**Goal of the exercise:**
Look below and pull out each line with the word "historical".

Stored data
// SPDX-License-Identifier: MIT OR Apache-2.0
//! Animatable value types.
//!
//! Anything a widget exposes as an animated property implements
//! [`Interpolate`]: scalars, fixed-size float arrays, and the egui
//! geometry and color types.

use egui::{Color32, Pos2, Rgba, Vec2};

/// A value that can be blended between two endpoints
pub trait Interpolate: Clone {
    /// Blend from `self` towards `other` by factor `t`.
    ///
    /// `t` is normally in `0.0..=1.0` but overshooting curves may push it
    /// past either end.
    fn lerp(&self, other: &Self, t: f32) -> Self;

    /// Check whether two values are equal within `epsilon`
    fn approx_eq(&self, other: &Self, epsilon: f32) -> bool;
}

impl Interpolate for f32 {
    fn lerp(&self, other: &Self, t: f32) -> Self {
        self + (other - self) * t
    }

    fn approx_eq(&self, other: &Self, epsilon: f32) -> bool {
        (self - other).abs() < epsilon
    }
}

impl Interpolate for f64 {
    fn lerp(&self, other: &Self, t: f32) -> Self {
        self + (other - self) * f64::from(t)
    }

    fn approx_eq(&self, other: &Self, epsilon: f32) -> bool {
        (self - other).abs() < f64::from(epsilon)
    }
}

impl<const N: usize> Interpolate for [f32; N] {
    fn lerp(&self, other: &Self, t: f32) -> Self {
        std::array::from_fn(|i| self[i].lerp(&other[i], t))
    }

    fn approx_eq(&self, other: &Self, epsilon: f32) -> bool {
        self.iter()
            .zip(other.iter())
            .all(|(a, b)| a.approx_eq(b, epsilon))
    }
}

impl Interpolate for Pos2 {
    fn lerp(&self, other: &Self, t: f32) -> Self {
        egui::pos2(self.x.lerp(&other.x, t), self.y.lerp(&other.y, t))
    }

    fn approx_eq(&self, other: &Self, epsilon: f32) -> bool {
        self.x.approx_eq(&other.x, epsilon) && self.y.approx_eq(&other.y, epsilon)
    }
}

impl Interpolate for Vec2 {
    fn lerp(&self, other: &Self, t: f32) -> Self {
        egui::vec2(self.x.lerp(&other.x, t), self.y.lerp(&other.y, t))
    }

    fn approx_eq(&self, other: &Self, epsilon: f32) -> bool {
        self.x.approx_eq(&other.x, epsilon) && self.y.approx_eq(&other.y, epsilon)
    }
}

impl Interpolate for Rgba {
    fn lerp(&self, other: &Self, t: f32) -> Self {
        Rgba::from_rgba_premultiplied(
            self.r().lerp(&other.r(), t),
            self.g().lerp(&other.g(), t),
            self.b().lerp(&other.b(), t),
            self.a().lerp(&other.a(), t),
        )
    }

    fn approx_eq(&self, other: &Self, epsilon: f32) -> bool {
        self.r().approx_eq(&other.r(), epsilon)
            && self.g().approx_eq(&other.g(), epsilon)
            && self.b().approx_eq(&other.b(), epsilon)
            && self.a().approx_eq(&other.a(), epsilon)
    }
}

/// Channels are blended in premultiplied byte space and saturate at the
/// byte range when a curve overshoots.
impl Interpolate for Color32 {
    fn lerp(&self, other: &Self, t: f32) -> Self {
        let channel = |a: u8, b: u8| -> u8 {
            f32::from(a)
                .lerp(&f32::from(b), t)
                .round()
                .clamp(0.0, 255.0) as u8
        };
        Color32::from_rgba_premultiplied(
            channel(self.r(), other.r()),
            channel(self.g(), other.g()),
            channel(self.b(), other.b()),
            channel(self.a(), other.a()),
        )
    }

    fn approx_eq(&self, other: &Self, epsilon: f32) -> bool {
        let close = |a: u8, b: u8| (f32::from(a) - f32::from(b)).abs() / 255.0 < epsilon;
        close(self.r(), other.r())
            && close(self.g(), other.g())
            && close(self.b(), other.b())
            && close(self.a(), other.a())
    }
}
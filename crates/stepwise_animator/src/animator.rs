// SPDX-License-Identifier: MIT OR Apache-2.0
//! Single-segment animator.
//!
//! An [`Animator`] interpolates one bound property from a start value to an
//! end value over a duration. It is ticked once per redraw; each tick writes
//! the interpolated value through the property binding.

use crate::binding::PropertyBinding;
use crate::easing::EasingCurve;
use crate::evaluator::{Evaluator, EvaluatorParams};
use crate::value::Interpolate;
use std::time::{Duration, Instant};

/// Writes closer than this to the current property value are skipped
const WRITE_EPSILON: f32 = 1e-6;

/// Common surface of everything a widget can tick
pub trait Animate {
    /// Begin playback at `now`
    fn start_at(&mut self, now: Instant);

    /// Advance one tick at `now`
    fn animate_at(&mut self, now: Instant);

    /// Whether playback has completed
    fn is_finished(&self) -> bool;

    /// Begin playback now
    fn start(&mut self) {
        self.start_at(Instant::now());
    }

    /// Advance one tick now
    fn animate(&mut self) {
        self.animate_at(Instant::now());
    }
}

/// Playback state of an animator
#[derive(Debug, Clone, Copy, PartialEq, Eq, Default)]
pub enum AnimatorState {
    /// Never started
    #[default]
    Idle,
    /// Segment in progress
    Running {
        /// When the segment started
        started_at: Instant,
    },
    /// Segment completed
    Finished,
}

/// Animates one property through one segment
#[derive(Debug, Clone)]
pub struct Animator<T> {
    evaluator: Evaluator<T>,
    binding: PropertyBinding<T>,
    state: AnimatorState,
}

impl<T: Interpolate + Default> Animator<T> {
    /// Create an animator with default values and duration
    pub fn new() -> Self {
        Self::with_params(EvaluatorParams::default())
    }
}

impl<T: Interpolate + Default> Default for Animator<T> {
    fn default() -> Self {
        Self::new()
    }
}

impl<T: Interpolate> Animator<T> {
    /// Create an animator for a segment
    pub fn with_params(params: EvaluatorParams<T>) -> Self {
        Self {
            evaluator: Evaluator::new(params),
            binding: PropertyBinding::unbound(),
            state: AnimatorState::Idle,
        }
    }

    /// Set the start value
    pub fn set_start_value(&mut self, value: T) {
        self.evaluator.params_mut().start_value = value;
    }

    /// Start value
    pub fn start_value(&self) -> &T {
        &self.evaluator.params().start_value
    }

    /// Set the end value
    pub fn set_end_value(&mut self, value: T) {
        self.evaluator.params_mut().end_value = value;
    }

    /// End value
    pub fn end_value(&self) -> &T {
        &self.evaluator.params().end_value
    }

    /// Set the duration
    pub fn set_duration(&mut self, duration: Duration) {
        self.evaluator.params_mut().duration = duration;
    }

    /// Set the duration in milliseconds
    pub fn set_duration_ms(&mut self, millis: u32) {
        self.set_duration(Duration::from_millis(u64::from(millis)));
    }

    /// Duration
    pub fn duration(&self) -> Duration {
        self.evaluator.params().duration
    }

    /// Set the easing curve
    pub fn set_curve_type(&mut self, curve: EasingCurve) {
        self.evaluator.params_mut().curve = curve;
    }

    /// Easing curve
    pub fn curve_type(&self) -> EasingCurve {
        self.evaluator.params().curve
    }

    /// Load a whole segment.
    ///
    /// Does not restart a running segment; the new parameters apply from the
    /// next tick relative to the original start time.
    pub fn set_params(&mut self, params: EvaluatorParams<T>) {
        self.evaluator.set_params(params);
    }

    /// Current segment parameters
    pub fn params(&self) -> &EvaluatorParams<T> {
        self.evaluator.params()
    }

    /// Install the property binding
    pub fn set_binding(&mut self, binding: PropertyBinding<T>) {
        self.binding = binding;
    }

    /// Property binding
    pub fn binding(&self) -> &PropertyBinding<T> {
        &self.binding
    }

    /// Playback state
    pub fn state(&self) -> AnimatorState {
        self.state
    }

    /// Whether a segment is in progress
    pub fn is_running(&self) -> bool {
        matches!(self.state, AnimatorState::Running { .. })
    }

    /// Whether a started segment has completed. An animator that was never
    /// started is not finished.
    pub fn is_finished(&self) -> bool {
        self.state == AnimatorState::Finished
    }

    /// Normalized progress of the segment at `now`
    pub fn progress_at(&self, now: Instant) -> f32 {
        match self.state {
            AnimatorState::Idle => 0.0,
            AnimatorState::Running { started_at } => {
                self.evaluator.progress(now.saturating_duration_since(started_at))
            }
            AnimatorState::Finished => 1.0,
        }
    }

    /// Begin a fresh segment at `now`
    pub fn start_at(&mut self, now: Instant) {
        if !self.binding.has_setter() {
            tracing::debug!("animator started without a property setter");
        }
        self.state = AnimatorState::Running { started_at: now };
    }

    /// Begin a fresh segment now
    pub fn start(&mut self) {
        self.start_at(Instant::now());
    }

    /// Advance one tick at `now`, writing the interpolated value.
    ///
    /// Does nothing unless a segment is running.
    pub fn animate_at(&mut self, now: Instant) {
        let AnimatorState::Running { started_at } = self.state else {
            return;
        };

        let (value, done) = self
            .evaluator
            .evaluate(now.saturating_duration_since(started_at));
        self.write(value);

        if done {
            self.state = AnimatorState::Finished;
            tracing::trace!("segment finished");
        }
    }

    /// Advance one tick now
    pub fn animate(&mut self) {
        self.animate_at(Instant::now());
    }

    fn write(&self, value: T) {
        if let Some(current) = self.binding.get() {
            if current.approx_eq(&value, WRITE_EPSILON) {
                return;
            }
        }
        self.binding.set(value);
    }
}

impl<T: Interpolate> Animate for Animator<T> {
    fn start_at(&mut self, now: Instant) {
        Animator::start_at(self, now);
    }

    fn animate_at(&mut self, now: Instant) {
        Animator::animate_at(self, now);
    }

    fn is_finished(&self) -> bool {
        Animator::is_finished(self)
    }
}
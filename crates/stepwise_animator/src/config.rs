// SPDX-License-Identifier: MIT OR Apache-2.0
//! Step sequence definitions.
//!
//! Sequences can be authored as RON files and turned into sequencers:
//!
//! ```ron
//! (
//!     name: "fade-in-out",
//!     steps: [
//!         (start_value: 0.0, end_value: 1.0, duration_ms: 250, curve: OutQuad),
//!         (start_value: 1.0, end_value: 0.0, duration_ms: 400, curve: InOutSine),
//!     ],
//! )
//! ```

use crate::error::ConfigError;
use crate::evaluator::EvaluatorParams;
use crate::step::StepSequencer;
use crate::value::Interpolate;
use serde::de::DeserializeOwned;
use serde::{Deserialize, Serialize};
use std::path::Path;
use std::time::Duration;

/// A named list of steps
#[derive(Debug, Clone, PartialEq, Serialize, Deserialize)]
pub struct StepSequenceConfig<T> {
    /// Sequence name
    #[serde(default)]
    pub name: String,
    /// Steps in playback order
    pub steps: Vec<EvaluatorParams<T>>,
}

impl<T> StepSequenceConfig<T> {
    /// Create an empty definition
    pub fn new(name: impl Into<String>) -> Self {
        Self {
            name: name.into(),
            steps: Vec::new(),
        }
    }

    /// Append a step (builder pattern)
    pub fn with_step(mut self, step: EvaluatorParams<T>) -> Self {
        self.steps.push(step);
        self
    }

    /// Sum of all step durations
    pub fn total_duration(&self) -> Duration {
        self.steps.iter().map(|step| step.duration).sum()
    }
}

impl<T: Interpolate + Default> StepSequenceConfig<T> {
    /// Build a sequencer with these steps queued
    pub fn into_sequencer(self) -> StepSequencer<T> {
        tracing::debug!(name = %self.name, steps = self.steps.len(), "building step sequencer");
        self.steps
            .into_iter()
            .fold(StepSequencer::new(), StepSequencer::with_step)
    }
}

impl<T: Interpolate + Default> From<StepSequenceConfig<T>> for StepSequencer<T> {
    fn from(config: StepSequenceConfig<T>) -> Self {
        config.into_sequencer()
    }
}

impl<T: Serialize> StepSequenceConfig<T> {
    /// Serialize to RON format
    pub fn to_ron(&self) -> Result<String, ConfigError> {
        Ok(ron::ser::to_string_pretty(
            self,
            ron::ser::PrettyConfig::default(),
        )?)
    }

    /// Save the definition to a file
    pub fn save(&self, path: impl AsRef<Path>) -> Result<(), ConfigError> {
        let ron_str = self.to_ron()?;
        std::fs::write(path, ron_str)?;
        Ok(())
    }
}

impl<T: DeserializeOwned> StepSequenceConfig<T> {
    /// Deserialize from RON format
    pub fn from_ron(s: &str) -> Result<Self, ConfigError> {
        Ok(ron::from_str(s)?)
    }

    /// Load a definition from a file
    pub fn load(path: impl AsRef<Path>) -> Result<Self, ConfigError> {
        let path = path.as_ref();
        let contents = std::fs::read_to_string(path)?;
        let config = Self::from_ron(&contents)?;
        tracing::debug!(path = %path.display(), steps = config.steps.len(), "loaded step sequence");
        Ok(config)
    }
}
//! Time-boxed snapshot cache over a pluggable string key-value store.
//!
//! The store is injected into the provider client rather than reached as an
//! ambient singleton, so tests run against [`MemoryStore`]. Key derivation
//! reproduces the historical format exactly: existing entries written by
//! earlier builds keep working.

use std::collections::HashMap;
use std::fs;
use std::path::{Path, PathBuf};
use std::sync::{Mutex, MutexGuard};

use anyhow::{Context, Result, anyhow};
use chrono::Utc;
use directories::ProjectDirs;

use crate::model::{Coordinates, UnitSystem, WeatherSnapshot};

/// A cached snapshot older than this is stale and evicted on read.
pub const CACHE_TTL_MS: i64 = 5 * 60 * 1000;

const KEY_PREFIX: &str = "weather_cache_";

/// Cache key for a coordinate-based lookup. Coordinates are rounded to two
/// decimals so nearby fixes share an entry.
pub fn coordinate_key(coords: Coordinates, unit: UnitSystem) -> String {
    format!("lat_{:.2}_lon_{:.2}_{unit}", coords.latitude, coords.longitude)
}

/// Cache key for a city-name lookup. Deliberately distinct from coordinate
/// keys: a city search and a geolocation hit for the same place never alias.
pub fn city_key(city: &str, unit: UnitSystem) -> String {
    format!("city_{}_{unit}", city.to_lowercase())
}

/// String-keyed, string-valued backing storage. Writes may fail (quota,
/// unavailable backing file); reads and removals never do.
pub trait StringStore: Send + Sync + std::fmt::Debug {
    fn read(&self, key: &str) -> Option<String>;
    fn write(&self, key: &str, value: &str) -> Result<()>;
    fn remove(&self, key: &str);
}

/// Session-scoped in-memory store.
#[derive(Debug, Default)]
pub struct MemoryStore {
    entries: Mutex<HashMap<String, String>>,
}

impl MemoryStore {
    fn entries(&self) -> MutexGuard<'_, HashMap<String, String>> {
        self.entries.lock().unwrap_or_else(std::sync::PoisonError::into_inner)
    }
}

impl StringStore for MemoryStore {
    fn read(&self, key: &str) -> Option<String> {
        self.entries().get(key).cloned()
    }

    fn write(&self, key: &str, value: &str) -> Result<()> {
        self.entries().insert(key.to_string(), value.to_string());
        Ok(())
    }

    fn remove(&self, key: &str) {
        self.entries().remove(key);
    }
}

/// Store persisted as a single JSON map under the platform cache directory.
/// Persistence is best-effort: a corrupt or missing file starts empty.
#[derive(Debug)]
pub struct FileStore {
    path: PathBuf,
    entries: Mutex<HashMap<String, String>>,
}

impl FileStore {
    pub fn open(path: PathBuf) -> Self {
        let entries = fs::read_to_string(&path)
            .ok()
            .and_then(|contents| serde_json::from_str(&contents).ok())
            .unwrap_or_default();

        Self { path, entries: Mutex::new(entries) }
    }

    /// Open the store at its default platform location.
    pub fn open_default() -> Result<Self> {
        let dirs = ProjectDirs::from("dev", "skycast", "skycast")
            .ok_or_else(|| anyhow!("Could not determine platform cache directory"))?;

        Ok(Self::open(dirs.cache_dir().join("snapshots.json")))
    }

    fn entries(&self) -> MutexGuard<'_, HashMap<String, String>> {
        self.entries.lock().unwrap_or_else(std::sync::PoisonError::into_inner)
    }

    fn persist(&self, entries: &HashMap<String, String>) -> Result<()> {
        if let Some(parent) = self.path.parent() {
            fs::create_dir_all(parent).with_context(|| {
                format!("Failed to create cache directory: {}", parent.display())
            })?;
        }

        let json = serde_json::to_string(entries).context("Failed to serialize cache entries")?;

        fs::write(&self.path, json)
            .with_context(|| format!("Failed to write cache file: {}", self.path.display()))?;

        Ok(())
    }

    pub fn path(&self) -> &Path {
        &self.path
    }
}

impl StringStore for FileStore {
    fn read(&self, key: &str) -> Option<String> {
        self.entries().get(key).cloned()
    }

    fn write(&self, key: &str, value: &str) -> Result<()> {
        let mut entries = self.entries();
        entries.insert(key.to_string(), value.to_string());
        self.persist(&entries)
    }

    fn remove(&self, key: &str) {
        let mut entries = self.entries();
        entries.remove(key);
        if let Err(err) = self.persist(&entries) {
            tracing::warn!("Failed to persist cache eviction: {err:#}");
        }
    }
}

/// TTL cache for weather snapshots.
///
/// `get` never fails: expired or malformed entries are evicted lazily and
/// reported as a miss. `put` is best-effort: a failing backing write is
/// logged and dropped, never surfaced to the caller.
#[derive(Debug)]
pub struct SnapshotCache {
    store: Box<dyn StringStore>,
}

impl SnapshotCache {
    pub fn new(store: Box<dyn StringStore>) -> Self {
        Self { store }
    }

    pub fn in_memory() -> Self {
        Self::new(Box::new(MemoryStore::default()))
    }

    pub fn get(&self, key: &str) -> Option<WeatherSnapshot> {
        self.get_at(key, Utc::now().timestamp_millis())
    }

    fn get_at(&self, key: &str, now_ms: i64) -> Option<WeatherSnapshot> {
        let storage_key = format!("{KEY_PREFIX}{key}");
        let raw = self.store.read(&storage_key)?;

        let Ok(snapshot) = serde_json::from_str::<WeatherSnapshot>(&raw) else {
            self.store.remove(&storage_key);
            return None;
        };

        if now_ms - snapshot.fetched_at_epoch_ms >= CACHE_TTL_MS {
            self.store.remove(&storage_key);
            return None;
        }

        Some(snapshot)
    }

    pub fn put(&self, key: &str, snapshot: &WeatherSnapshot) {
        let storage_key = format!("{KEY_PREFIX}{key}");
        let json = match serde_json::to_string(snapshot) {
            Ok(json) => json,
            Err(err) => {
                tracing::warn!(%key, "Failed to serialize snapshot for caching: {err}");
                return;
            }
        };

        if let Err(err) = self.store.write(&storage_key, &json) {
            tracing::warn!(%key, "Dropping cache write: {err:#}");
        }
    }
}
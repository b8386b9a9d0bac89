//! Normalized error taxonomy for the acquisition pipeline.
//!
//! Every geolocation, geocoding and provider failure is translated into an
//! [`AcquisitionError`] before it reaches the orchestrator; no raw transport
//! error crosses the client boundary. Cache failures never surface here at
//! all, they degrade to cache misses.

use thiserror::Error;

#[derive(Debug, Clone, PartialEq, Eq, Error)]
pub enum AcquisitionError {
    #[error("geolocation is not supported in this environment")]
    UnsupportedEnvironment,

    #[error("location permission denied")]
    PermissionDenied,

    #[error("location information is unavailable")]
    PositionUnavailable,

    #[error("the location request timed out")]
    LocationTimeout,

    #[error("missing or invalid API credential")]
    InvalidCredentials,

    #[error("city not found: {0}")]
    CityNotFound(String),

    #[error("too many requests to the weather service")]
    RateLimited,

    #[error("weather service failed with status {0}")]
    ServerFault(u16),

    #[error("network error: {0}")]
    NetworkFault(String),
}

impl AcquisitionError {
    /// Numeric code compatible with the historical error contract:
    /// geolocation failures use the environment codes 0-3, provider failures
    /// reuse the HTTP status, and anything transport-level is 0.
    pub fn code(&self) -> u16 {
        match self {
            Self::UnsupportedEnvironment => 0,
            Self::PermissionDenied => 1,
            Self::PositionUnavailable => 2,
            Self::LocationTimeout => 3,
            Self::InvalidCredentials => 401,
            Self::CityNotFound(_) => 404,
            Self::RateLimited => 429,
            Self::ServerFault(_) => 500,
            Self::NetworkFault(_) => 0,
        }
    }

    /// Whether repeating the same request can possibly succeed.
    ///
    /// Permission denied never is: repeating the request cannot succeed
    /// without user action outside the app. The same goes for an environment
    /// without geolocation and for a missing credential.
    pub fn is_retryable(&self) -> bool {
        !matches!(
            self,
            Self::UnsupportedEnvironment | Self::PermissionDenied | Self::InvalidCredentials
        )
    }

    /// User-facing message for display by a presentation layer.
    ///
    /// The non-retryable geolocation failures steer the user towards manual
    /// city search instead of a dead-end retry.
    pub fn user_message(&self) -> String {
        match self {
            Self::UnsupportedEnvironment => {
                "Geolocation is not available here. Please search for a city instead.".to_string()
            }
            Self::PermissionDenied => {
                "Location permission denied. Please search for a city instead.".to_string()
            }
            Self::PositionUnavailable => "Location information is unavailable.".to_string(),
            Self::LocationTimeout => "The request for your location timed out.".to_string(),
            Self::InvalidCredentials => {
                "The weather API credential is missing or invalid.".to_string()
            }
            Self::CityNotFound(city) => {
                format!("Could not find '{city}'. Please check the spelling and try again.")
            }
            Self::RateLimited => "Too many requests. Please wait a moment and retry.".to_string(),
            Self::ServerFault(_) => "The weather service had an error. Please retry.".to_string(),
            Self::NetworkFault(_) => {
                "A network error occurred. Please check your connection.".to_string()
            }
        }
    }
}

impl From<reqwest::Error> for AcquisitionError {
    fn from(err: reqwest::Error) -> Self {
        Self::NetworkFault(err.to_string())
    }
}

**Solution for this task:**
//! reproduces the historical format exactly: existing entries written by
    /// Numeric code compatible with the historical error contract:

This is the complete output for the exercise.